July’s data lifted the Dodge Index to 154 (2000=100), compared to an upwardly revised 145 for June. After this year’s strong first quarter, the Dodge Index had receded 11 percent in the second quarter. July’s total construction gain brings activity back to within 2 percent of the first quarter’s pace.


“July’s increase means the third quarter began on a healthy note, which should help to maintain the up-and-down pattern on a quarterly basis that’s been present for construction starts over the past year,” stated Robert A. Murray, chief economist for Dodge Data & Analytics. “Within that up-and-down pattern there remains a modest upward trend, as it appears that construction starts are still in the process of reaching a peak, as opposed to having already reached a peak. It’s true that residential building is now seeing generally decreased activity for multifamily housing, but the monthly declines continue to be mixed in with monthly gains, such as what took place in July. For nonresidential building, growth is being supported by its institutional segment, while commercial building is leveling off due to varied behavior by its individual project types.”


Residential building in July was $301.1 billion (annual rate), up 8 percent. Multifamily housing increased 30 percent, strengthening after three monthly declines in a row.


Nonresidential building in July was $231.2 billion (annual rate), down 7 percent.
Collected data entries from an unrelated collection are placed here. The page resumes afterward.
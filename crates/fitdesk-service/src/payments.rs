//! Payment initiation and status tracking.

use std::sync::Arc;

use chrono::Utc;

use fitdesk_core::{
    Actor, Member, MemberId, MembershipPlan, PaymentId, PaymentRecord, PaymentStatus,
};
use fitdesk_store::FlatFileStore;

use crate::access;
use crate::error::{Result, ServiceError};

/// Service for payment records.
///
/// Payments are initiated as `PENDING` for the member's current plan price
/// and only ever change status afterwards; records are never deleted.
#[derive(Clone)]
pub struct PaymentService {
    payments: Arc<FlatFileStore<PaymentRecord>>,
    members: Arc<FlatFileStore<Member>>,
    plans: Arc<FlatFileStore<MembershipPlan>>,
}

impl PaymentService {
    pub(crate) fn new(
        payments: Arc<FlatFileStore<PaymentRecord>>,
        members: Arc<FlatFileStore<Member>>,
        plans: Arc<FlatFileStore<MembershipPlan>>,
    ) -> Self {
        Self {
            payments,
            members,
            plans,
        }
    }

    /// Initiate a payment for a member's current plan. Members may initiate
    /// their own; admins may initiate anyone's.
    ///
    /// Creates a `PENDING` record for the plan's current price.
    ///
    /// # Errors
    ///
    /// Returns [`ServiceError::AccessDenied`] for other callers,
    /// [`ServiceError::MemberNotFound`] for an unknown member,
    /// [`ServiceError::NoPlanAssigned`] when the member has no plan,
    /// [`ServiceError::PlanNotFound`] when the member's plan no longer
    /// exists, or a storage error.
    pub fn initiate(&self, actor: &Actor, member_id: &MemberId) -> Result<PaymentRecord> {
        access::require_self_or_admin(actor, member_id)?;
        let member = self
            .members
            .find_by_id(member_id.as_str())?
            .ok_or_else(|| ServiceError::member_not_found(member_id))?;

        let plan_id = member.plan_id.ok_or_else(|| ServiceError::NoPlanAssigned {
            member_id: member_id.to_string(),
        })?;
        let plan = self
            .plans
            .find_by_id(plan_id.as_str())?
            .ok_or_else(|| ServiceError::plan_not_found(&plan_id))?;

        let record = PaymentRecord {
            id: None,
            member_id: member_id.clone(),
            amount: plan.price,
            status: PaymentStatus::Pending,
            created_at: Utc::now(),
            paid_at: None,
        };
        Ok(self.payments.save(record)?)
    }

    /// Settle a payment. Restricted to administrators.
    ///
    /// Allowed from `PENDING` or `OVERDUE`; stamps the settlement time.
    ///
    /// # Errors
    ///
    /// Returns [`ServiceError::AdminRequired`] for non-admin callers,
    /// [`ServiceError::PaymentNotFound`] for an unknown identifier,
    /// [`ServiceError::InvalidPaymentTransition`] from any other status, or
    /// a storage error.
    pub fn mark_paid(&self, actor: &Actor, id: &PaymentId) -> Result<PaymentRecord> {
        access::require_admin(actor)?;
        self.transition(id, PaymentStatus::Paid)
    }

    /// Flag a pending payment as overdue. Restricted to administrators.
    ///
    /// # Errors
    ///
    /// Returns [`ServiceError::AdminRequired`] for non-admin callers,
    /// [`ServiceError::PaymentNotFound`] for an unknown identifier,
    /// [`ServiceError::InvalidPaymentTransition`] from any status but
    /// `PENDING`, or a storage error.
    pub fn mark_overdue(&self, actor: &Actor, id: &PaymentId) -> Result<PaymentRecord> {
        access::require_admin(actor)?;
        self.transition(id, PaymentStatus::Overdue)
    }

    /// List a member's payment records, newest first. Members may list
    /// their own; admins may list anyone's.
    ///
    /// # Errors
    ///
    /// Returns [`ServiceError::AccessDenied`] for other callers,
    /// [`ServiceError::MemberNotFound`] for an unknown member, or a storage
    /// error.
    pub fn payments_for_member(
        &self,
        actor: &Actor,
        member_id: &MemberId,
    ) -> Result<Vec<PaymentRecord>> {
        access::require_self_or_admin(actor, member_id)?;
        if self.members.find_by_id(member_id.as_str())?.is_none() {
            return Err(ServiceError::member_not_found(member_id));
        }

        let mut records = self
            .payments
            .find_where(|record| &record.member_id == member_id)?;
        // ULIDs are time-ordered, so the identifier breaks created_at ties.
        records.sort_by(|a, b| {
            b.created_at
                .cmp(&a.created_at)
                .then_with(|| b.id.cmp(&a.id))
        });
        Ok(records)
    }

    /// The status of a member's most recent payment, if any.
    ///
    /// # Errors
    ///
    /// As for [`PaymentService::payments_for_member`].
    pub fn latest_status_for_member(
        &self,
        actor: &Actor,
        member_id: &MemberId,
    ) -> Result<Option<PaymentStatus>> {
        Ok(self
            .payments_for_member(actor, member_id)?
            .first()
            .map(|record| record.status))
    }

    /// Look up a payment record. Members may see their own records; admins
    /// may see any.
    ///
    /// # Errors
    ///
    /// Returns [`ServiceError::AccessDenied`] when the record belongs to
    /// someone else, or a storage error.
    pub fn payment_by_id(&self, actor: &Actor, id: &PaymentId) -> Result<Option<PaymentRecord>> {
        let Some(record) = self.payments.find_by_id(id.as_str())? else {
            return Ok(None);
        };
        access::require_self_or_admin(actor, &record.member_id)?;
        Ok(Some(record))
    }

    fn transition(&self, id: &PaymentId, to: PaymentStatus) -> Result<PaymentRecord> {
        let mut record = self
            .payments
            .find_by_id(id.as_str())?
            .ok_or_else(|| ServiceError::payment_not_found(id))?;

        if !record.status.can_transition(to) {
            return Err(ServiceError::InvalidPaymentTransition {
                from: record.status,
                to,
            });
        }
        record.status = to;
        if to == PaymentStatus::Paid {
            record.paid_at = Some(Utc::now());
        }
        Ok(self.payments.save(record)?)
    }
}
The commercial categories as a group dropped 22 percent, retreating after climbing 24 percent in June. Office construction in June had surged 82 percent. In July office construction fell 52 percent, with only one project valued at $100 million or more. A similar pattern was present for hotels, which surged 65 percent in June. In July hotel construction fell 42 percent. On the plus side, warehouse construction jumped 46 percent in July. July gains were also reported for commercial garages, up 9 percent; and stores and shopping centers, up 7 percent. Manufacturing plant construction in July fell 29 percent from its June amount.


The institutional side of the nonresidential building market climbed 16 percent in July, in contrast to the declines reported for the commercial and manufacturing segments. Healthcare facilities jumped 108 percent after a weak June. Transportation terminal construction also posted a large percentage increase after a weak June, rising 85 percent. On the negative side, educational facilities slipped 3 percent in July, although the category did include the start of several large school construction projects. Through the first seven months of 2017, the top five states in terms of the dollar amount of educational facility construction were Texas, New York, California, Washington and Massachusetts. July declines were also registered by public buildings, down 13 percent; and amusement-related work, down 32 percent.


The 1 percent slippage for total construction starts on an unadjusted basis during the January–July period of 2017 was due to diminished activity for nonbuilding construction, as both residential building and nonresidential building managed to post gains. Nonbuilding construction dropped 15 percent year-to-date, with electric utilities/gas plants down 44 percent and public works down 2 percent. Residential building year-to-date was up 1 percent, with a 9 percent increase for single-family housing slightly outweighing a 14 percent slide for multifamily housing. Nonresidential building year-to-date climbed 8 percent, with institutional building up 12 percent while commercial building held steady, combined with a 27 percent increase for manufacturing building that marks a shift from this category’s sharp declines in 2015 and 2016.